The FBI has recently conducted a large-scale operation to hack approximately 4,200 computers across the United States, targeting the removal of PlugX, a malware linked to Chinese state-backed hacking groups, according to the US Department of Justice.

The operation aimed to eliminate a cyber threat by the China-based hacking groups known as "Mustang Panda" and "Twill Typhoon" which used PlugX to infect thousands of Windows computers in the US, Asia, and Europe since at least 2012, the FBI said in an unsealed affidavit.

PlugX, a tool widely used by hacking groups, operates by infecting systems through USB ports, allowing hackers to remotely access and execute commands on the compromised machines. Once installed, the malware establishes contact with a command-and-control server, which grants access to attackers to retrieve files, gather information about the infected computers, and maintain control over the devices. 

According to the FBI, at least 45,000 IP addresses in the United States have communicated with the server since September 2023. 
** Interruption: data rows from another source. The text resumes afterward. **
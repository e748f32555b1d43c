//! Simulation configuration structures.

use serde::{Deserialize, Serialize};

use crate::builders::SchedulerBuilder;
use crate::core::identity::{FIRST_PID, MAX_FIRST_PID};
use crate::core::process::JitterRange;
use crate::core::SchedulerError;

/// Prefix of every environment variable read by [`SimulationConfig::from_env`].
pub const ENV_PREFIX: &str = "PROCESS_SIM_";

/// How simulated step delays are realised.
#[derive(Debug, Clone, Copy, PartialEq, Eq, Serialize, Deserialize)]
#[serde(rename_all = "snake_case")]
pub enum DelayMode {
    /// Block the running thread for the simulated duration.
    Realtime,
    /// Return immediately; useful for tests and batch simulations.
    Instant,
}

/// Root simulation configuration.
#[derive(Debug, Clone, PartialEq, Eq, Serialize, Deserialize)]
#[serde(default)]
pub struct SimulationConfig {
    /// First PID handed out; at most [`MAX_FIRST_PID`].
    pub first_pid: u64,
    /// Delay realisation.
    pub delay: DelayMode,
    /// Wall-clock length of one simulated unit, in microseconds.
    pub unit_micros: u64,
    /// Shortest daemon cycle, in units.
    pub daemon_jitter_min: u64,
    /// Longest daemon cycle, in units.
    pub daemon_jitter_max: u64,
    /// Seed for the daemon jitter source; OS entropy when absent.
    pub seed: Option<u64>,
}

impl Default for SimulationConfig {
    fn default() -> Self {
        Self {
            first_pid: FIRST_PID,
            delay: DelayMode::Realtime,
            unit_micros: 1_000,
            daemon_jitter_min: JitterRange::DEFAULT.min,
            daemon_jitter_max: JitterRange::DEFAULT.max,
            seed: None,
        }
    }
}

impl SimulationConfig {
    /// Validate configuration values.
    pub fn validate(&self) -> Result<(), SchedulerError> {
        if self.first_pid > MAX_FIRST_PID {
            return Err(SchedulerError::InvalidConfig(format!(
                "first_pid ({}) exceeds {MAX_FIRST_PID}",
                self.first_pid
            )));
        }
        if self.delay == DelayMode::Realtime && self.unit_micros == 0 {
            return Err(SchedulerError::InvalidConfig(
                "unit_micros must be greater than 0 for realtime delays".into(),
            ));
        }
        if self.daemon_jitter_min > self.daemon_jitter_max {
            return Err(SchedulerError::InvalidConfig(format!(
                "daemon_jitter_min ({}) exceeds daemon_jitter_max ({})",
                self.daemon_jitter_min, self.daemon_jitter_max
            )));
        }
        Ok(())
    }

    /// Builder seeded with this configuration.
    pub fn into_builder(self) -> SchedulerBuilder {
        SchedulerBuilder::new(self)
    }

    /// Daemon cycle range described by this configuration.
    pub const fn jitter(&self) -> JitterRange {
        JitterRange::new(self.daemon_jitter_min, self.daemon_jitter_max)
    }

    /// Parse configuration from a JSON string and validate.
    pub fn from_json_str(input: &str) -> Result<Self, SchedulerError> {
        let cfg: Self = serde_json::from_str(input)?;
        cfg.validate()?;
        Ok(cfg)
    }

    /// Load configuration from `PROCESS_SIM_*` environment variables, reading
    /// a `.env` file first when one exists. Unset variables keep defaults.
    pub fn from_env() -> Result<Self, SchedulerError> {
        let _ = dotenvy::dotenv();
        Self::from_vars(std::env::vars())
    }

    /// Build configuration from `(name, value)` pairs; names without the
    /// `PROCESS_SIM_` prefix are ignored.
    pub fn from_vars<I, K, V>(vars: I) -> Result<Self, SchedulerError>
    where
        I: IntoIterator<Item = (K, V)>,
        K: AsRef<str>,
        V: AsRef<str>,
    {
        let mut cfg = Self::default();
        for (name, value) in vars {
            let name = name.as_ref();
            let Some(key) = name.strip_prefix(ENV_PREFIX) else {
                continue;
            };
            let value = value.as_ref().trim();
            match key {
                "FIRST_PID" => cfg.first_pid = parse_var(name, value)?,
                "DELAY" => cfg.delay = parse_delay(name, value)?,
                "UNIT_MICROS" => cfg.unit_micros = parse_var(name, value)?,
                "DAEMON_JITTER_MIN" => cfg.daemon_jitter_min = parse_var(name, value)?,
                "DAEMON_JITTER_MAX" => cfg.daemon_jitter_max = parse_var(name, value)?,
                "SEED" => {
                    cfg.seed = if value.is_empty() {
                        None
                    } else {
                        Some(parse_var(name, value)?)
                    };
                }
                _ => tracing::debug!("ignoring unknown variable {name}"),
            }
        }
        cfg.validate()?;
        Ok(cfg)
    }
}

fn parse_var<T>(name: &str, value: &str) -> Result<T, SchedulerError>
where
    T: std::str::FromStr,
    T::Err: std::fmt::Display,
{
    value.parse().map_err(|e: T::Err| SchedulerError::Env {
        name: name.to_owned(),
        reason: e.to_string(),
    })
}

fn parse_delay(name: &str, value: &str) -> Result<DelayMode, SchedulerError> {
    match value.to_ascii_lowercase().as_str() {
        "realtime" => Ok(DelayMode::Realtime),
        "instant" => Ok(DelayMode::Instant),
        other => Err(SchedulerError::Env {
            name: name.to_owned(),
            reason: format!("expected `realtime` or `instant`, got `{other}`"),
        }),
    }
}
//! Tests for error types

use prometheus_process_sim::core::SchedulerError;

#[test]
fn test_invalid_config_error() {
    let err = SchedulerError::InvalidConfig("unit_micros must be greater than 0".to_string());
    assert_eq!(
        format!("{}", err),
        "invalid configuration: unit_micros must be greater than 0"
    );
}

#[test]
fn test_env_error() {
    let err = SchedulerError::Env {
        name: "PROCESS_SIM_SEED".to_string(),
        reason: "invalid digit found in string".to_string(),
    };
    assert_eq!(
        format!("{}", err),
        "environment variable `PROCESS_SIM_SEED` invalid: invalid digit found in string"
    );
}

#[test]
fn test_worker_error() {
    let err = SchedulerError::Worker("run thread panicked".to_string());
    assert_eq!(format!("{}", err), "worker error: run thread panicked");
}

#[test]
fn test_config_parse_error_from_serde() {
    let parse = serde_json::from_str::<serde_json::Value>("{").unwrap_err();
    let err = SchedulerError::from(parse);
    assert!(format!("{}", err).starts_with("config parse error:"));
}

#[test]
fn test_errors_convert_into_anyhow() {
    fn load() -> prometheus_process_sim::core::AppResult<()> {
        Err(SchedulerError::Worker("boom".into()).into())
    }
    let err = load().unwrap_err();
    assert!(err.downcast_ref::<SchedulerError>().is_some());
}
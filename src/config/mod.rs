//! Configuration models for the simulation.

pub mod simulation;

pub use simulation::{DelayMode, SimulationConfig, ENV_PREFIX};
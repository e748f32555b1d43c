//! Cooperative cancellation and injectable step delays.
//!
//! Process execution never calls `thread::sleep` directly. Every timed step
//! goes through a [`Delay`], which receives the [`CancellationToken`] for the
//! run and must return early once cancellation is requested. Tests swap in
//! [`InstantDelay`] or [`VirtualClock`] to skip real waiting.

use std::sync::atomic::{AtomicU64, Ordering};
use std::sync::Arc;
use std::time::{Duration, Instant};

use parking_lot::{Condvar, Mutex};

/// Result of a single timed wait.
#[derive(Debug, Clone, Copy, PartialEq, Eq)]
pub enum WaitOutcome {
    /// The full delay elapsed.
    Elapsed,
    /// Cancellation was observed before the delay finished.
    Cancelled,
}

struct CancelState {
    requested: Mutex<bool>,
    condvar: Condvar,
}

/// Clonable handle used to interrupt the process that is currently executing.
///
/// A request is consumed by the first process that observes it, the same way
/// a thread interrupt is cleared once delivered. Later processes in the same
/// pass therefore run normally.
#[derive(Clone)]
pub struct CancellationToken {
    state: Arc<CancelState>,
}

impl CancellationToken {
    /// Create a token with no pending request.
    pub fn new() -> Self {
        Self {
            state: Arc::new(CancelState {
                requested: Mutex::new(false),
                condvar: Condvar::new(),
            }),
        }
    }

    /// Request cancellation and wake any waiter.
    pub fn cancel(&self) {
        let mut requested = self.state.requested.lock();
        *requested = true;
        drop(requested);
        self.state.condvar.notify_all();
    }

    /// Whether a request is pending (does not consume it).
    pub fn is_cancelled(&self) -> bool {
        *self.state.requested.lock()
    }

    /// Consume a pending request. Returns `true` if one was pending.
    pub fn take(&self) -> bool {
        std::mem::take(&mut *self.state.requested.lock())
    }

    /// Block for up to `timeout`, returning early if cancellation is requested.
    ///
    /// Returns `true` (and consumes the request) when cancelled.
    pub fn wait_timeout(&self, timeout: Duration) -> bool {
        let mut requested = self.state.requested.lock();
        match Instant::now().checked_add(timeout) {
            Some(deadline) => {
                while !*requested {
                    if self
                        .state
                        .condvar
                        .wait_until(&mut requested, deadline)
                        .timed_out()
                    {
                        break;
                    }
                }
            }
            None => {
                while !*requested {
                    self.state.condvar.wait(&mut requested);
                }
            }
        }
        std::mem::take(&mut *requested)
    }
}

impl Default for CancellationToken {
    fn default() -> Self {
        Self::new()
    }
}

impl std::fmt::Debug for CancellationToken {
    fn fmt(&self, f: &mut std::fmt::Formatter<'_>) -> std::fmt::Result {
        f.debug_struct("CancellationToken")
            .field("cancelled", &self.is_cancelled())
            .finish()
    }
}

/// Source of simulated step delays.
///
/// `units` is the simulated duration of one step. Implementations must observe
/// `cancel` and return [`WaitOutcome::Cancelled`] instead of finishing the wait
/// once a request is pending.
///
/// Any `Fn(u64, &CancellationToken) -> WaitOutcome` closure is a `Delay`.
pub trait Delay: Send + Sync {
    /// Wait for `units` simulated time units.
    fn wait(&self, units: u64, cancel: &CancellationToken) -> WaitOutcome;
}

impl<F> Delay for F
where
    F: Fn(u64, &CancellationToken) -> WaitOutcome + Send + Sync,
{
    fn wait(&self, units: u64, cancel: &CancellationToken) -> WaitOutcome {
        self(units, cancel)
    }
}

/// Real-time delay that blocks the calling thread.
#[derive(Debug, Clone, Copy)]
pub struct ThreadDelay {
    unit_micros: u64,
}

impl ThreadDelay {
    /// One simulated unit lasts `unit_micros` microseconds.
    pub const fn new(unit_micros: u64) -> Self {
        Self { unit_micros }
    }

    /// One simulated unit lasts one millisecond.
    pub const fn millis() -> Self {
        Self::new(1_000)
    }

    /// Wall-clock length of `units`.
    pub const fn duration_of(&self, units: u64) -> Duration {
        Duration::from_micros(self.unit_micros.saturating_mul(units))
    }
}

impl Delay for ThreadDelay {
    fn wait(&self, units: u64, cancel: &CancellationToken) -> WaitOutcome {
        if cancel.wait_timeout(self.duration_of(units)) {
            WaitOutcome::Cancelled
        } else {
            WaitOutcome::Elapsed
        }
    }
}

/// Delay that returns immediately.
#[derive(Debug, Clone, Copy, Default)]
pub struct InstantDelay;

impl Delay for InstantDelay {
    fn wait(&self, _units: u64, cancel: &CancellationToken) -> WaitOutcome {
        if cancel.take() {
            WaitOutcome::Cancelled
        } else {
            WaitOutcome::Elapsed
        }
    }
}

/// Virtual clock that advances by the requested units without blocking.
#[derive(Debug, Default)]
pub struct VirtualClock {
    now: AtomicU64,
    waits: AtomicU64,
}

impl VirtualClock {
    /// Create a clock at time zero.
    pub fn new() -> Self {
        Self::default()
    }

    /// Total units advanced so far; saturates at `u64::MAX`.
    pub fn elapsed_units(&self) -> u64 {
        self.now.load(Ordering::Relaxed)
    }

    /// Number of completed waits.
    pub fn wait_count(&self) -> u64 {
        self.waits.load(Ordering::Relaxed)
    }
}

impl Delay for VirtualClock {
    fn wait(&self, units: u64, cancel: &CancellationToken) -> WaitOutcome {
        if cancel.take() {
            return WaitOutcome::Cancelled;
        }
        let _ = self
            .now
            .fetch_update(Ordering::Relaxed, Ordering::Relaxed, |now| {
                Some(now.saturating_add(units))
            });
        self.waits.fetch_add(1, Ordering::Relaxed);
        WaitOutcome::Elapsed
    }
}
The FBI, in collaboration with French law enforcement and Sekoia.io, a France-based private cybersecurity company, dismantled the PlugX network by targeting its command-and-control server. After gaining access, the agency obtained a list of infected devices and remotely issued commands to delete the malware from victims' systems. This involved halting PlugX processes, erasing related files.

This is not the first time the FBI has used remote hacking to neutralise cyber threats. Previously, the agency dismantled a Quakbot malware network by deploying software to uninstall the malware from infected systems. Similarly, in 2021, the FBI remotely hacked hundreds of computers to protect them from the Hafnium exploit, another cyber attack.